-- SOURCE INFORMATION --
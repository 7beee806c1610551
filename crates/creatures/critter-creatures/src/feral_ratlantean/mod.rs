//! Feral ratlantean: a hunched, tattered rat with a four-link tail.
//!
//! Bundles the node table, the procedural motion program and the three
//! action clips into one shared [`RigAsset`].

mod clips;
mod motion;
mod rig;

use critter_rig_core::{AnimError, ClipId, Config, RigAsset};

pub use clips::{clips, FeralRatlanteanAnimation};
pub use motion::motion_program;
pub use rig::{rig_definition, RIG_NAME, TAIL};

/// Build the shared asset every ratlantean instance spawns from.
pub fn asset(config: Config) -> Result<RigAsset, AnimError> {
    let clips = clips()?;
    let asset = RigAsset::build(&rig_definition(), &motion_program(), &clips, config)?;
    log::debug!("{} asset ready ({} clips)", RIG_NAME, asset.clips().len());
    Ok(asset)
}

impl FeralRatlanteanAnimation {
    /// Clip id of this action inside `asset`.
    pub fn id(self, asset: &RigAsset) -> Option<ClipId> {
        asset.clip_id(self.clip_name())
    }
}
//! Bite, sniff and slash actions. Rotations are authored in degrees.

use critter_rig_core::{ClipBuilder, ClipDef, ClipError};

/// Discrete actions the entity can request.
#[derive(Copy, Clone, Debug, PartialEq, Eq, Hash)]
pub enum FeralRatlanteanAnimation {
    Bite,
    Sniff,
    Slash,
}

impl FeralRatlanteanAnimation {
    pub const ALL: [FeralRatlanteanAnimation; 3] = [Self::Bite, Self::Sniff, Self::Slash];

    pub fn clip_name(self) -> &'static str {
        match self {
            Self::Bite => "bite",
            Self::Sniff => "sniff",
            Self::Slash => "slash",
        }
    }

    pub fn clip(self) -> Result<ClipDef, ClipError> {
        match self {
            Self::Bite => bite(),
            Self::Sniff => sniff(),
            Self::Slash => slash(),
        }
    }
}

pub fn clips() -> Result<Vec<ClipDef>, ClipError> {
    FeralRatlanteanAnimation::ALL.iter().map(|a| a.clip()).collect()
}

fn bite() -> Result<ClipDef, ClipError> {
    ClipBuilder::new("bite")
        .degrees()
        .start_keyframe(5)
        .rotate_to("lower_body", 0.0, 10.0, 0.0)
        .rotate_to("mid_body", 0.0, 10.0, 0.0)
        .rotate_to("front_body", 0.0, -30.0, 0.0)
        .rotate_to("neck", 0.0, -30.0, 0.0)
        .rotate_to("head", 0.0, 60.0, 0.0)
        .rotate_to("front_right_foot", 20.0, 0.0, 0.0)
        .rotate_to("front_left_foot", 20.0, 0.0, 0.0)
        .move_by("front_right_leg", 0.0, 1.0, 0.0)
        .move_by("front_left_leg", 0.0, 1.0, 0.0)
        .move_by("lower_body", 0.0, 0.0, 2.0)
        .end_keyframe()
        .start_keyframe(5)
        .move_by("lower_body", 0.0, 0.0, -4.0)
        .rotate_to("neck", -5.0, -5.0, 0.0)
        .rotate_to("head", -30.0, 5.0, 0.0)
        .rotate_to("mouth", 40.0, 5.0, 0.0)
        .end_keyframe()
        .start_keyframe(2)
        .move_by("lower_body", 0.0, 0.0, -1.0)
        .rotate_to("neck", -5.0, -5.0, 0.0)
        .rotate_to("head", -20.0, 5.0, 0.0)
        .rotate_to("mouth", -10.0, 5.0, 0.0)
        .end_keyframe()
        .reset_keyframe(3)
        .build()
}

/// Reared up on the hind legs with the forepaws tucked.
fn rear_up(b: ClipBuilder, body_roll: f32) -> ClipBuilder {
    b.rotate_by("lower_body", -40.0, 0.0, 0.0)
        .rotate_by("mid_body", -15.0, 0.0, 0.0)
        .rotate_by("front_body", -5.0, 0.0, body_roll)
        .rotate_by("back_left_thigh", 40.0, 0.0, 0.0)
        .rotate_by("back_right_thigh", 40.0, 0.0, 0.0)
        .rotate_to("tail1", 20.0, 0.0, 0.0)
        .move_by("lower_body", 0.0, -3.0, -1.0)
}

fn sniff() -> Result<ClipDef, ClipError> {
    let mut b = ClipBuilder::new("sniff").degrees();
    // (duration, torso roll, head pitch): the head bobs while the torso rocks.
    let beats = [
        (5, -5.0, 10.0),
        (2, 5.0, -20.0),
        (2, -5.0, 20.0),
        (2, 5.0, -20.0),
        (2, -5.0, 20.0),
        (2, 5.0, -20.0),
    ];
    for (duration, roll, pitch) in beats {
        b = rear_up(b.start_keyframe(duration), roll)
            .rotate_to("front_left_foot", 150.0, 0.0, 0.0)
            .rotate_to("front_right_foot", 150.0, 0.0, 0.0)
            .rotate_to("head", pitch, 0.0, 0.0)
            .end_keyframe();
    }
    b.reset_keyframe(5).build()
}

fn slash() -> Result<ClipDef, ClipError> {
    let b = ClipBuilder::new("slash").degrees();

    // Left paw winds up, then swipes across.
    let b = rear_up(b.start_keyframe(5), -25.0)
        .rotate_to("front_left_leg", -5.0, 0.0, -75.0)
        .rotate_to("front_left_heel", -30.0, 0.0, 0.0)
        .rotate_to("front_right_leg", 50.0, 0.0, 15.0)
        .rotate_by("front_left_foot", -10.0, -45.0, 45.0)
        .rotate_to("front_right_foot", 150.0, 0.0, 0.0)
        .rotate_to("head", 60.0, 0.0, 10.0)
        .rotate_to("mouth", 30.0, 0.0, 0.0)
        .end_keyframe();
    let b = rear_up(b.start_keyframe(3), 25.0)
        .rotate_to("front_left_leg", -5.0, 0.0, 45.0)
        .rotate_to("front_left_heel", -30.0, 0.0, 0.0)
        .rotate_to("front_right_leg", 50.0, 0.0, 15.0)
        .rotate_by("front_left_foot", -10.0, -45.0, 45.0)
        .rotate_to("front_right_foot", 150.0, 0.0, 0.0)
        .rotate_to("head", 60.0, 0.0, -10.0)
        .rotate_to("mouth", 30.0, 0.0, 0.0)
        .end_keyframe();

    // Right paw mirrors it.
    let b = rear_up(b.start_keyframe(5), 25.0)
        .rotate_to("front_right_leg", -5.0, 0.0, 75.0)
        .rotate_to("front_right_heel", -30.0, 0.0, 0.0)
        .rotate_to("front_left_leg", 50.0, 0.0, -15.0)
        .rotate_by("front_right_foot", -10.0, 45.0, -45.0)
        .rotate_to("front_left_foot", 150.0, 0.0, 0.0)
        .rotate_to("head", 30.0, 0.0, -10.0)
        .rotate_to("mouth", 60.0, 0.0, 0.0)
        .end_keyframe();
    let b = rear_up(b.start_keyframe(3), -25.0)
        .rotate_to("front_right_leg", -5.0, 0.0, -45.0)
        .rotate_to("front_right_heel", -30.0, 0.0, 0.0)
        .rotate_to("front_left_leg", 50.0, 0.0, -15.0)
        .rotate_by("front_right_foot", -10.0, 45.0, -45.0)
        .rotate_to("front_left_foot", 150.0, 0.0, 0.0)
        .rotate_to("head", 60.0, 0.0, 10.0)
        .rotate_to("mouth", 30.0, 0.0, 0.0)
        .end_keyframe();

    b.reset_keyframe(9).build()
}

-- ACTIVITY --
Each line from the beginning of the entries to the line with "authored in degrees." must be repeated exactly, with both end lines kept and no other lines given.

-- WRITTEN ANSWER --
repository 7beee806c1610551
filename crates/creatures/critter-creatures/src/feral_ratlantean/mod.rs
//! Feral ratlantean: a hunched, tattered rat with a four-link tail.
//!
//! Bundles the node table, the procedural motion program and the three
//! action clips into one shared [`RigAsset`].

mod clips;
mod motion;
mod rig;

use critter_rig_core::{AnimError, ClipId, Config, RigAsset};

pub use clips::{clips, FeralRatlanteanAnimation};
pub use motion::motion_program;
pub use rig::{rig_definition, RIG_NAME, TAIL};

/// Build the shared asset every ratlantean instance spawns from.
pub fn asset(config: Config) -> Result<RigAsset, AnimError> {
    let clips = clips()?;
    let asset = RigAsset::build(&rig_definition(), &motion_program(), &clips, config)?;
    log::debug!("{} asset ready ({} clips)", RIG_NAME, asset.clips().len());
    Ok(asset)
}

impl FeralRatlanteanAnimation {
    /// Clip id of this action inside `asset`.
    pub fn id(self, asset: &RigAsset) -> Option<ClipId> {
        asset.clip_id(self.clip_name())
    }
}
//! Bite, sniff and slash actions. Rotations are authored in degrees.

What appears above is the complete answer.